PROBLEM DETAILS -
Look at each line of the records and count those with "total" in them. Please answer with the count alone.

---- ENTRIES SHOWN

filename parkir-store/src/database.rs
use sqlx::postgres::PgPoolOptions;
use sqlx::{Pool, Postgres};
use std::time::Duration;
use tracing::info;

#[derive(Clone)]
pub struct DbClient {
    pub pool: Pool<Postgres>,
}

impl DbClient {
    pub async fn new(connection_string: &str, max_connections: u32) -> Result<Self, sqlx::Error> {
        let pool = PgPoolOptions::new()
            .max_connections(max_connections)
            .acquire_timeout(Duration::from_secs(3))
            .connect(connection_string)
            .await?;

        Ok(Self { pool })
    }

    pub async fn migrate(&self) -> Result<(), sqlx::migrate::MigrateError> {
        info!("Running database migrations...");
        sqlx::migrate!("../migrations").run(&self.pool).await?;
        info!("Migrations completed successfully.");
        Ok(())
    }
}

--------
---- ENTRIES SHOWN

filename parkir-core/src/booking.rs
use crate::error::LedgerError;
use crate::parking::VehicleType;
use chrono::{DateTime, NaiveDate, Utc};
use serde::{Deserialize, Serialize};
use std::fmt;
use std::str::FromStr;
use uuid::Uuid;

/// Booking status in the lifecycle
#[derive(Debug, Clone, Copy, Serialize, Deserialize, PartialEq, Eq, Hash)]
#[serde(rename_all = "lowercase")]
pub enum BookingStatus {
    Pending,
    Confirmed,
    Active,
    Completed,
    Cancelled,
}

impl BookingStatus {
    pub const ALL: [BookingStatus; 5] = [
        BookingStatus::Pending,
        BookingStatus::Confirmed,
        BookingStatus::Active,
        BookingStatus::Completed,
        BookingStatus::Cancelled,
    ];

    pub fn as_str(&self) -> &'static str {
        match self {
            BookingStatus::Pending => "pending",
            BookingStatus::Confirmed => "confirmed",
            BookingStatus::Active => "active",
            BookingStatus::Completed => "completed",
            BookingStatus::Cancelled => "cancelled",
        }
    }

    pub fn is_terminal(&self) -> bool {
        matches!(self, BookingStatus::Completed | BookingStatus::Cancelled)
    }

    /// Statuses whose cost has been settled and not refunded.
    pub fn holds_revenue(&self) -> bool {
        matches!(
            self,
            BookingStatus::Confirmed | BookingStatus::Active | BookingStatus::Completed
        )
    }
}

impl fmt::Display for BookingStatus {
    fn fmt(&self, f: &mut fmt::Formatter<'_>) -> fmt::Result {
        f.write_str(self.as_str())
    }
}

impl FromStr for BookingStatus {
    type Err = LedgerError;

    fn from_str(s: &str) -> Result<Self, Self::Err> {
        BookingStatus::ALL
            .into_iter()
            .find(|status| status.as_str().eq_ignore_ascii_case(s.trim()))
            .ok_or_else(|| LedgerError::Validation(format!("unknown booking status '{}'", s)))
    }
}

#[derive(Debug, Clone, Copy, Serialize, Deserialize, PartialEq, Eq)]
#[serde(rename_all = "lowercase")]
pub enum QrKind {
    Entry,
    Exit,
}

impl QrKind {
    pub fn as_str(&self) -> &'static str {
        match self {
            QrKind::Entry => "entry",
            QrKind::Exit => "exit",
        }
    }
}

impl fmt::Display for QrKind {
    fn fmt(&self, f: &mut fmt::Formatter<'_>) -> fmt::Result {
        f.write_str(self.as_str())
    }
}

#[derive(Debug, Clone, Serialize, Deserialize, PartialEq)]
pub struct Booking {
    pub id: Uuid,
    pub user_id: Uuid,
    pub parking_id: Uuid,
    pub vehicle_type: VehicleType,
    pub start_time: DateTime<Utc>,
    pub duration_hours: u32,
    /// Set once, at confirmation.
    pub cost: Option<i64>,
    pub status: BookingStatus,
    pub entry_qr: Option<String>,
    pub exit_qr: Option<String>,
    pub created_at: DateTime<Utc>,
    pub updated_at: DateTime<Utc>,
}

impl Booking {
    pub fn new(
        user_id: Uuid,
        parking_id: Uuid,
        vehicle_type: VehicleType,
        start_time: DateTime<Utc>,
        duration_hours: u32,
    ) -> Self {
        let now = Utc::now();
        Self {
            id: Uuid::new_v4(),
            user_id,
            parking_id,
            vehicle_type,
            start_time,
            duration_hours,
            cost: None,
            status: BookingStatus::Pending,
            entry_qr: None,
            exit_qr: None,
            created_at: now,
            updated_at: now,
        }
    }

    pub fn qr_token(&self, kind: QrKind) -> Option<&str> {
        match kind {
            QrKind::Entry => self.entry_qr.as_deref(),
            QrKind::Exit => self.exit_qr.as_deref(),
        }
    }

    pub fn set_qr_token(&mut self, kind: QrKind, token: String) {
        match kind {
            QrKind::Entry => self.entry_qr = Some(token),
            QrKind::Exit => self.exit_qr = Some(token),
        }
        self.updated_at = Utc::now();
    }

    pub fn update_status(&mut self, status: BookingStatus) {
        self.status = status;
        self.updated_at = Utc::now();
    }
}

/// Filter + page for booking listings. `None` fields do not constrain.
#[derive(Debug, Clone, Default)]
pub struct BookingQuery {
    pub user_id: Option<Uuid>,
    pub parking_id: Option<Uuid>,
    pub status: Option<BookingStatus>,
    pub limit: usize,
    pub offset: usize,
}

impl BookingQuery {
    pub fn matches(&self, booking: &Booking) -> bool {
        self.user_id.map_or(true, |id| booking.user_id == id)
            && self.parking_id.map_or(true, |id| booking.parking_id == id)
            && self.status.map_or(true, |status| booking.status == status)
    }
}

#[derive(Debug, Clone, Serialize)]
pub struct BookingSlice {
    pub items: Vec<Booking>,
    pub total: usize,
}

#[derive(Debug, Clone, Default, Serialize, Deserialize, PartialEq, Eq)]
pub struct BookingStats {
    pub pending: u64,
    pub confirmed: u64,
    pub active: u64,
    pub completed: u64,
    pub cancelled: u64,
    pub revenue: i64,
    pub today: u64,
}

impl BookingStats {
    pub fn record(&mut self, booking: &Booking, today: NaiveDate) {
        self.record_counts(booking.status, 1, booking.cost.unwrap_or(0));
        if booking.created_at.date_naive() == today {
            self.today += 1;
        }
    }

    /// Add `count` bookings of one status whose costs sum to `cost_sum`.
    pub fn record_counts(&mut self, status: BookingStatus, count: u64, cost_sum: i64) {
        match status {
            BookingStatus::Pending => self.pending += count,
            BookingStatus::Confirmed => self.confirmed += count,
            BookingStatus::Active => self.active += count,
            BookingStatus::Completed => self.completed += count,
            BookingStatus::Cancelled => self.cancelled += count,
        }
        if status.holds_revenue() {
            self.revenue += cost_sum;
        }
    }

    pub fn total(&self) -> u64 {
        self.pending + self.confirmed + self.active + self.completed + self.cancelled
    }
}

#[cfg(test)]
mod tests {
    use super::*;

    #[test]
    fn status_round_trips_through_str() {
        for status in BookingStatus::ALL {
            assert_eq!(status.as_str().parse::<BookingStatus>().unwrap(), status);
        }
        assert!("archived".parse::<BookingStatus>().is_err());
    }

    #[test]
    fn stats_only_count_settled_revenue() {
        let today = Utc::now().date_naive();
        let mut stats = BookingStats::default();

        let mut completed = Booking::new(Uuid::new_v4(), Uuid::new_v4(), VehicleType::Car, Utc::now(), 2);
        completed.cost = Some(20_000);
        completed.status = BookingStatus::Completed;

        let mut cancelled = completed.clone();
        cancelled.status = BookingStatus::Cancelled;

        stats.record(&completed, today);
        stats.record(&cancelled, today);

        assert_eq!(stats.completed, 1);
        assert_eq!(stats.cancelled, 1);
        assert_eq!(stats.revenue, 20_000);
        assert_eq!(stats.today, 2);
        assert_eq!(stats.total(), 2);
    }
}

--------

RESULT OF THE EXERCISE -
3